Activity → For the material that follows, return exactly the lines from the one with "use crate::domain::event::UserUpdated;" through the one with "redelivery of the", both ends included.

'''

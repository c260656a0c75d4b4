use std::collections::HashMap;
use std::sync::Arc;

use async_trait::async_trait;
use tokio::sync::RwLock;
use tracing::{Instrument, Level, event, info_span};

use crate::core::{Result, WorkflowConfig};
use crate::domain::event::UserUpdated;
use crate::uow::store::Store;
use crate::workflow::activity::{ActivityExecutor, UserServiceActivities};
use crate::workflow::user_updated::run_user_updated;

/// Trigger contract of the durable-workflow engine collaborator.
///
/// The workflow id is the delivery's correlation id: redelivery of the
/// same logical event must resume the existing run, not start a
/// duplicate.
#[async_trait]
pub trait WorkflowService: Send + Sync {
    async fn start_user_updated(&self, workflow_id: &str, event: UserUpdated) -> Result<()>;
}

#[derive(Debug, Clone, Copy, PartialEq, Eq)]
enum RunState {
    Running,
    Completed,
    Failed,
}

/// In-process workflow engine: runs the saga inline, keyed by workflow
/// id.
///
/// Starting an id that is running or already completed is a no-op.
/// Failed runs may be started again; a redelivered trigger acts as the
/// retry. The real deployment swaps in a durable engine behind the same
/// trait; the saga logic is identical.
///
/// The run map is unbounded: completed ids must stay resident for the
/// duplicate-delivery check, so this in-process engine keeps them for
/// the process lifetime. A durable engine persists run history instead.
pub struct LocalWorkflowEngine<S: Store> {
    activities: Arc<UserServiceActivities<S>>,
    config: WorkflowConfig,
    runs: RwLock<HashMap<String, RunState>>,
}

impl<S: Store> LocalWorkflowEngine<S> {
    pub fn new(activities: Arc<UserServiceActivities<S>>, config: WorkflowConfig) -> Self {
        Self {
            activities,
            config,
            runs: RwLock::new(HashMap::new()),
        }
    }
}

#[async_trait]
impl<S: Store> WorkflowService for LocalWorkflowEngine<S> {
    async fn start_user_updated(&self, workflow_id: &str, event: UserUpdated) -> Result<()> {
        {
            let mut runs = self.runs.write().await;
            match runs.get(workflow_id) {
                Some(RunState::Running) | Some(RunState::Completed) => {
                    event!(
                        Level::INFO,
                        workflow_id,
                        "workflow already started, resuming existing run"
                    );
                    return Ok(());
                }
                Some(RunState::Failed) | None => {
                    runs.insert(workflow_id.to_string(), RunState::Running);
                }
            }
        }

        let span = info_span!(
            "workflow.user_updated",
            workflow_id,
            task_queue = %self.config.task_queue,
        );
        let executor =
            ActivityExecutor::new(self.config.activity_timeout(), self.config.retry.clone());
        let result = run_user_updated(&self.activities, &executor, &event)
            .instrument(span)
            .await;

        let mut runs = self.runs.write().await;
        match &result {
            Ok(()) => {
                runs.insert(workflow_id.to_string(), RunState::Completed);
            }
            Err(err) => {
                event!(Level::ERROR, workflow_id, error = %err, "workflow run failed");
                runs.insert(workflow_id.to_string(), RunState::Failed);
            }
        }
        result
    }
}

'''

Solution to this task →
use crate::domain::event::UserUpdated;
use crate::uow::store::Store;
use crate::workflow::activity::{ActivityExecutor, UserServiceActivities};
use crate::workflow::user_updated::run_user_updated;

/// Trigger contract of the durable-workflow engine collaborator.
///
/// The workflow id is the delivery's correlation id: redelivery of the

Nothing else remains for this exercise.